Amid this bleak landscape, the Dangote Petroleum Refinery & Petrochemicals offers a glimmer of potential redemption. Though a private venture, it has demonstrated what is possible when strategic vision, technical expertise, and investor confidence align. Within months of operations, it began producing premium refined products, attracting international buyers and setting a new benchmark for local value addition. Predictably, vested interests within the import cabal fought hard to frustrate its take-off, fearing the loss of their multi-billion-dollar arbitrage schemes. That the refinery survived this onslaught speaks to the resilience of private enterprise in the face of systemic rot. Yet it is a damning indictment of the Nigerian state that national pride and energy security had to be salvaged by one man’s ambition, rather than a coherent national policy.
Why does this malaise persist? Quite simply, because those who should enact reform are themselves the beneficiaries of dysfunction. From ministry officials to legislators and security chiefs, a substantial portion of Nigeria’s power elite is either directly implicated in or reliant upon the opaque, rent-driven architecture of the oil sector. To dismantle it would be to undermine their own power and privilege.
What Nigeria faces is not a technical problem, but a crisis of political will.

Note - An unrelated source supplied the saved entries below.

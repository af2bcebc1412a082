//! Link and stream capability traits
//!
//! A [`Link`] is one logical bidirectional connection to exactly one remote
//! node. It multiplexes many [`Stream`]s across independent class-of-service
//! lanes; congestion on the bulk lane must never block control traffic, which
//! is why every lane keeps its own queue and its own backpressure snapshot.
//!
//! Concrete wire implementations (WebSocket, TCP, UDP, in-memory channels)
//! drive the status state machines; this module only defines the contracts.

use std::collections::HashMap;
use std::sync::Arc;

use async_trait::async_trait;
use bytes::Bytes;

use trellis_core::{BackpressureState, LaneClass, LaneStats, LinkStatus, NodeId, StreamStatus};
use trellis_core::error::TransportError;

/// A logical, ordered byte channel bound to one lane of a link
///
/// Streams are owned by their parent link: closing the link closes all of
/// its streams. A stream in a terminal status cannot be reopened; open a
/// new one instead.
#[async_trait]
pub trait Stream: Send + Sync {
    /// Stream identifier, unique within the parent link
    fn id(&self) -> u64;

    /// The lane this stream is bound to
    fn lane(&self) -> LaneClass;

    /// Scheduling priority within the lane (higher first)
    fn priority(&self) -> u8;

    /// Current lifecycle status
    fn status(&self) -> StreamStatus;

    /// Send a payload on this stream, in order
    async fn send(&self, payload: Bytes) -> Result<(), TransportError>;

    /// Close the stream; terminal, idempotent
    async fn close(&self) -> Result<(), TransportError>;
}

/// A logical bidirectional connection to one remote node
#[async_trait]
pub trait Link: Send + Sync {
    /// Link identifier, unique within the owning transport
    fn id(&self) -> &str;

    /// The local node's identity
    fn local_node(&self) -> &NodeId;

    /// The remote node this link connects to
    fn remote_node(&self) -> &NodeId;

    /// Current connectivity status
    fn status(&self) -> LinkStatus;

    /// Send a raw payload on the given lane
    async fn send(&self, lane: LaneClass, payload: Bytes) -> Result<(), TransportError>;

    /// Open a new stream bound to the given lane
    async fn open_stream(
        &self,
        lane: LaneClass,
        priority: u8,
    ) -> Result<Arc<dyn Stream>, TransportError>;

    /// Look up an open stream by id
    fn stream(&self, id: u64) -> Option<Arc<dyn Stream>>;

    /// All streams currently owned by this link
    fn streams(&self) -> Vec<Arc<dyn Stream>>;

    /// Per-lane statistics snapshot
    fn stats(&self) -> LinkStats;

    /// Per-lane backpressure snapshot
    fn backpressure(&self) -> Vec<BackpressureState>;

    /// Close the link and all of its streams; terminal, idempotent
    async fn close(&self) -> Result<(), TransportError>;
}

/// Point-in-time statistics for one link
#[derive(Debug, Clone)]
pub struct LinkStats {
    /// The link this snapshot describes
    pub link_id: String,
    /// The remote node the link connects to
    pub remote_node: NodeId,
    /// Link status at snapshot time
    pub status: LinkStatus,
    /// Per-lane statistics
    pub lanes: HashMap<LaneClass, LaneStats>,
}

impl LinkStats {
    /// Total messages sent across all lanes
    pub fn messages_sent(&self) -> u64 {
        self.lanes.values().map(|l| l.messages_sent).sum()
    }

    /// Total bytes sent across all lanes
    pub fn bytes_sent(&self) -> u64 {
        self.lanes.values().map(|l| l.bytes_sent).sum()
    }
}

The solutions are well known: rehabilitate refineries, regulate fuel imports, enforce environmental standards, and prosecute economic saboteurs. But to do so would require a government with the courage to confront entrenched interests, disrupt illicit revenue streams, and place national interest above personal gain. Sadly, successive administrations have shown neither the inclination nor the moral courage to undertake this task. Cosmetic changes and rhetorical flourishes are paraded before a weary public, while business continues as usual behind closed doors.

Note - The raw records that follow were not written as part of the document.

//! Transport configuration
//!
//! A [`TransportConfig`] is an immutable value consumed once when a
//! transport is constructed. Defaults are fully populated starting points a
//! deployment overrides wholesale; there is no per-field merging at call
//! time.

use std::time::Duration;

use serde::{Deserialize, Serialize};

/// Configuration for a transport instance
#[derive(Debug, Clone, Serialize, Deserialize)]
pub struct TransportConfig {
    /// Address to listen on (interpretation is up to the wire implementation)
    pub listen_addr: String,
    /// Read buffer size in bytes
    pub read_buffer_size: usize,
    /// Write buffer size in bytes
    pub write_buffer_size: usize,
    /// Maximum size of a single message in bytes
    pub max_message_size: usize,
    /// Timeout for connection handshakes
    pub handshake_timeout: Duration,
    /// Timeout for a single write
    pub write_timeout: Duration,
    /// How long to wait for a pong before declaring the peer gone
    pub pong_timeout: Duration,
    /// Interval between keepalive pings
    pub ping_interval: Duration,
    /// Maximum number of concurrent connections
    pub max_connections: usize,
    /// Whether to negotiate per-message compression
    pub enable_compression: bool,
}

impl Default for TransportConfig {
    fn default() -> Self {
        Self {
            listen_addr: "0.0.0.0:7400".to_string(),
            read_buffer_size: 1024,
            write_buffer_size: 1024,
            max_message_size: 512 * 1024,
            handshake_timeout: Duration::from_secs(10),
            write_timeout: Duration::from_secs(10),
            pong_timeout: Duration::from_secs(60),
            ping_interval: Duration::from_secs(54),
            max_connections: 1000,
            enable_compression: true,
        }
    }
}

Patrick Alley reminds us in Very Bad People that history is shaped not by the indifference of the many, but by the audacity of the few who choose to confront injustice. Nigeria’s oil sector will not reform itself. It will take the collective outrage of citizens, an emboldened press, and an international community willing to hold enablers accountable. The time for polite conversation has passed. What is required now is a sustained, non-partisan movement to demand accountability, to audit the NNPCL, to expose subsidy racketeers, and to insist on energy security for 220 million citizens, not a handful of dollar billionaires.
Nigeria cannot afford to remain a country of “Lamborghini crude” and “Keke petrol.” The tragedy of squandered wealth, poisoned communities, and stolen futures must end. The people deserve better, and the time is now.